Artists and craftsmen in the Kingdom of Kandy were well organised into guilds, with knowledge and skills passed down from generation to generation. Even marriages were within the same group so that the craft was closely guarded. These guilds all operated under the patronage of the king. When the kingdom was absorbed into the British Empire as a protectorate, following the Kandyan Convention of 1815, without a royal household most of these artists and craftsmen lost their livelihood and the guilds were disbanded, with only a few families continuing their crafts.

==History==
The association was established in 1882 by the British Government agent for the Central Province, Sir John Frederick Dickson, who brought together the traditional artists and the craftsmen in the Central Province. Initially it operated from a small room in the Government Agent's Office. In 1904 the Association moved to the building known as the Palle Vahala (Lower Palace), the palace where the king's spouse and children resided. The building now houses the National Museum of Kandy.

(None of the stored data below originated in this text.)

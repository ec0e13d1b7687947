use std::time::Instant;

use serde_json::Value;
use tracing::{debug, trace, warn};

use agora_store::{ChatStoreHandle, InsertOutcome};
use agora_types::NormalizeError;
use agora_types::events::InboundEvent;

/// Translates inbound socket events into store actions.
///
/// Built once per client and shared by every connection it opens, so a
/// reconnect never registers a second set of handlers.
#[derive(Clone)]
pub struct EventBindings {
    store: ChatStoreHandle,
}

impl EventBindings {
    pub fn new(store: ChatStoreHandle) -> Self {
        Self { store }
    }

    /// Normalize and apply one raw event. Malformed payloads are logged and
    /// dropped; they never reach the store.
    pub fn handle(&self, name: &str, args: &[Value]) {
        let payload = args.first().unwrap_or(&Value::Null);
        match InboundEvent::parse(name, payload) {
            Ok(event) => self.apply(event),
            Err(NormalizeError::UnknownEvent(name)) => trace!("Ignoring event {}", name),
            Err(e) => warn!("Dropping malformed {} payload: {}", name, e),
        }
    }

    pub fn apply(&self, event: InboundEvent) {
        trace!("Applying {}", event.name());
        match event {
            InboundEvent::ConnectionSuccess { user_id, user_name } => {
                debug!("Session confirmed for {:?} ({:?})", user_name, user_id);
                if let Some(user_id) = user_id {
                    self.store.dispatch(|s| s.set_current_user(Some(user_id)));
                }
            }
            InboundEvent::NewMessage(message) => {
                let id = message.id.clone();
                if self.store.dispatch(|s| s.insert_message(*message)) == InsertOutcome::Duplicate {
                    trace!("Message {} already stored", id);
                }
            }
            InboundEvent::MessageEdited {
                message_id,
                content,
            } => {
                if !self.store.dispatch(|s| s.edit_message(&message_id, &content)) {
                    debug!("Edit for unknown message {}", message_id);
                }
            }
            InboundEvent::MessageDeleted {
                message_id,
                delete_type,
            } => {
                if !self
                    .store
                    .dispatch(|s| s.delete_message(&message_id, delete_type))
                {
                    debug!("Delete for unknown message {}", message_id);
                }
            }
            InboundEvent::ReactionUpdated {
                message_id,
                reactions,
            } => {
                self.store
                    .dispatch(|s| s.update_reactions(&message_id, reactions));
            }
            InboundEvent::UserOnline(member) => {
                self.store.dispatch(|s| s.user_online(member));
            }
            InboundEvent::UserOffline {
                user_id,
                community_id,
            } => {
                self.store
                    .dispatch(|s| s.user_offline(&user_id, community_id.as_deref()));
            }
            InboundEvent::UserTyping(signal) => {
                self.store
                    .dispatch(|s| s.user_typing(&signal, Instant::now()));
            }
            InboundEvent::UserStoppedTyping(signal) => {
                self.store.dispatch(|s| s.user_stopped_typing(&signal));
            }
            InboundEvent::UploadProgress(percent) => {
                self.store.dispatch(|s| s.set_upload_progress(percent));
            }
        }
    }
}

#[cfg(test)]
mod tests {
    use serde_json::json;

    use agora_store::ChatStore;
    use agora_types::grouping;

    use super::*;

    fn bindings() -> (EventBindings, ChatStoreHandle) {
        let mut store = ChatStore::with_current_user("alice");
        store.set_active_community("c1");
        let handle = ChatStoreHandle::new(store);
        (EventBindings::new(handle.clone()), handle)
    }

    fn snake_case_message(id: &str) -> Value {
        json!({
            "_id": id,
            "community_id": "c1",
            "content": "hello",
            "message_type": "text",
            "sender_id": "bob",
            "sender_name": "Bob",
            "created_at": "2024-05-01T12:00:00Z",
            "chat_type": "direct",
            "recipient_user_id": "alice",
        })
    }

    #[test]
    fn snake_case_message_lands_in_direct_conversation() {
        let (bindings, store) = bindings();
        bindings.handle("new_community_message", &[snake_case_message("m1")]);
        bindings.handle("new_community_message", &[snake_case_message("m1")]);

        store.read(|s| {
            assert_eq!(grouping::message_count(s.direct_messages("bob")), 1);
            assert_eq!(s.unread_direct_count("bob"), 1);
        });
    }

    #[test]
    fn malformed_payload_is_dropped() {
        let (bindings, store) = bindings();
        bindings.handle("new_community_message", &[json!({ "content": "no id" })]);
        bindings.handle("new_community_message", &[]);
        bindings.handle("some_future_event", &[json!({})]);

        assert!(store.read(|s| s.find_message("no id").is_none()));
        assert_eq!(store.read(|s| s.total_unread_direct()), 0);
    }

    #[test]
    fn edit_delete_and_reactions_follow_events() {
        let (bindings, store) = bindings();
        bindings.handle("new_community_message", &[snake_case_message("m1")]);

        bindings.handle(
            "message_edited",
            &[json!({ "message_id": "m1", "new_content": "hello again" })],
        );
        bindings.handle(
            "message_reaction_updated",
            &[json!({ "messageId": "m1", "reactions": { "alice": "👍" } })],
        );
        store.read(|s| {
            let m = s.find_message("m1").unwrap();
            assert_eq!(m.content, "hello again");
            assert!(m.edited);
            assert_eq!(m.reactions["alice"], "👍");
        });

        bindings.handle(
            "message_deleted",
            &[json!({ "messageId": "m1", "deleteType": "for_everyone" })],
        );
        assert!(store.read(|s| s.find_message("m1").unwrap().deleted_for_everyone));
    }

    #[test]
    fn presence_and_typing_events() {
        let (bindings, store) = bindings();
        bindings.handle(
            "user_online",
            &[json!({ "user_id": "bob", "user_name": "Bob", "community_id": "c1" })],
        );
        bindings.handle(
            "user_typing",
            &[json!({ "userId": "bob", "userName": "Bob", "communityId": "c1" })],
        );
        store.read(|s| {
            assert_eq!(s.online_members("c1").len(), 1);
            assert_eq!(s.typing_users(Instant::now()).len(), 1);
        });

        bindings.handle(
            "user_stopped_typing",
            &[json!({ "userId": "bob", "communityId": "c1" })],
        );
        bindings.handle("user_offline", &[json!({ "userId": "bob", "communityId": "c1" })]);
        store.read(|s| {
            assert!(s.online_members("c1").is_empty());
            assert!(s.typing_users(Instant::now()).is_empty());
        });
    }

    #[test]
    fn upload_progress_and_session_events() {
        let (bindings, store) = bindings();
        bindings.handle("upload_progress", &[json!({ "progress": 42 })]);
        bindings.handle("connection_success", &[json!({ "userId": "alice-2" })]);

        assert_eq!(store.read(|s| s.upload_progress()), Some(42));
        assert_eq!(store.read(|s| s.current_user_id().map(str::to_string)).as_deref(), Some("alice-2"));
    }
}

In 1919 the association was incorporated as a public trust, and is now administered by the Government Agent of Kandy District and a management committee.

In 1924 the association was relocated to its present location, the former Kunam Maduwa (House of the Palanquins), which housed the palanquins used by the Kandyan royal court. The Kunam Maduwa was built by King Vimaladharmasuriya in the 16th century. In 1876 the building was converted and used by the British as a military hospital.

In 1982 the association undertook a significant expansion, in conjunction with the organisation's centenary, constructing a new cultural centre and theatre adjoining the existing heritage building. The project was designed by Minnette de Silva, the first Sri Lankan female architect. The building was completed in August 1984, with a central theatre complex that seats 1,500 people, galleries and studio spaces. The theatre was extensively damaged by the 1998 bombing of the Temple of the Tooth by the Liberation Tigers of Tamil Eelam. In 2005 the government, through the efforts of Lakshman Kadirgamar (National List MP and Minister of Foreign Affairs), provided 7 million LKR to restore and enhance the building complex.

==Performances==
The Association organises a daily one hour traditional Kandyan dance and music performance showcase in the building's auditorium. These dances are performed by local families and products of the country's dancing institutions. The sales centre displays and sells handicrafts obtained from traditional crafts people who are members of the association.